Nebenwirkungen nach Strahlentherapie - Eure Erfahrungen
Tomjog
13.09.2015 14:54:17
Liebe Forianer,

meine Frau hat vor ca. 4 Wochen ihre Strahlentherapie mit 54 Gray abgeschlossen ( Aufsättigung an einer kleinen KM aufnehmenden Stelle)

Während der Bestrahlung hatte sie so gut wie keine Nebenwirkungen, außer leichter Müdigkeit. Nach ca. drei Wochen kam Haarausfall an den bestrahlten Stellen hinzu. Das bestrahlte Hirnareal befindet sich rechts temporal. Nach Aussage der Ärzte waren im Strahlungsgebiet keine Bereiche die "problematisch" für die Behandlung gewesen wären. Insgesamt wird von einem sehr guten Therapieverlauf gesprochen, K-Index 100 %.

Drei Wochen nach Beendigung der Therapie traten dann die folgenden Nebenwirkungen auf: Leichter unsicherer Gang, Müdigkeit (jetzt etwas besser), Schwierigkeiten mit der Konzentration und manchmal mit dem Kurzzeitgedächtnis , depressive Verstimmung ( aktuell besser). Beim Schreiben von Kurznachrichten ist mir aufgefallen das manchmal die Rechtschreibung nicht ganz so gut ist (aktuell wieder besser).

Wie sind Eure Erfahrungen, wie lange hattet Ihr Probleme mit den
Nebenwirkungen der Strahlentherapie ? Würde mich sehr über Eure Beiträge freuen ! Herzlichen Dank !

LG

Tom
Tomjog
Prof. Mursch
13.09.2015 17:01:06
Der "Durchhänger" einige Wochen danach ist nicht selten und meist nach Wochen wieder besser.

Prof. Dr. med. Kay Mursch
Neurochirurg
Zentralklinik Bad Berka
Prof. Mursch
Schnucki89
13.09.2015 17:09:05
Hallo Tomjog :),
also Tim hatte während der Bestrahlung (5 Wochen 54 gy)nur den Haarausfall als Nebenwirkung. Und einen Tag nach der letzten Bestrahlung hatte er irgendwie Druck auf den Ohren, aber das ging nach einer Woche weg und wir wissen nicht ob es von der Behandlung kam.
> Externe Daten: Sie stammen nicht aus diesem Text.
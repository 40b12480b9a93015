//! Rigid motions and transform integration used by the time of impact queries.

pub use self::rigid_motion::{
    ConstantLinearVelocityRigidMotion, ConstantVelocityRigidMotion, RigidMotion,
};
pub use self::transform_util::{calculate_diff_axis_angle, calculate_velocity, integrate_transform};

mod rigid_motion;
mod transform_util;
Und vier Wochen nach der Bestrahlung war er zwei Wochen lang sehr schlapp, hatte kaum was gegessen und wirkte etwas depressiv. Aber es hat sich alles wieder ziemlich schnell gelegt. Seine Haare fangen jetzt wieder an zu wachsen :)
Wünsche euch nur das Beste und dass deine Frau bald wieder fit wird!
Liebe grüße
Schnucki89
Schnucki89
Tomjog
13.09.2015 17:21:04
Sehr geehrter Herr Professor Mursch,

vielen Dank das Sie sich am Sonntag Zeit genommen haben uns zu antworten !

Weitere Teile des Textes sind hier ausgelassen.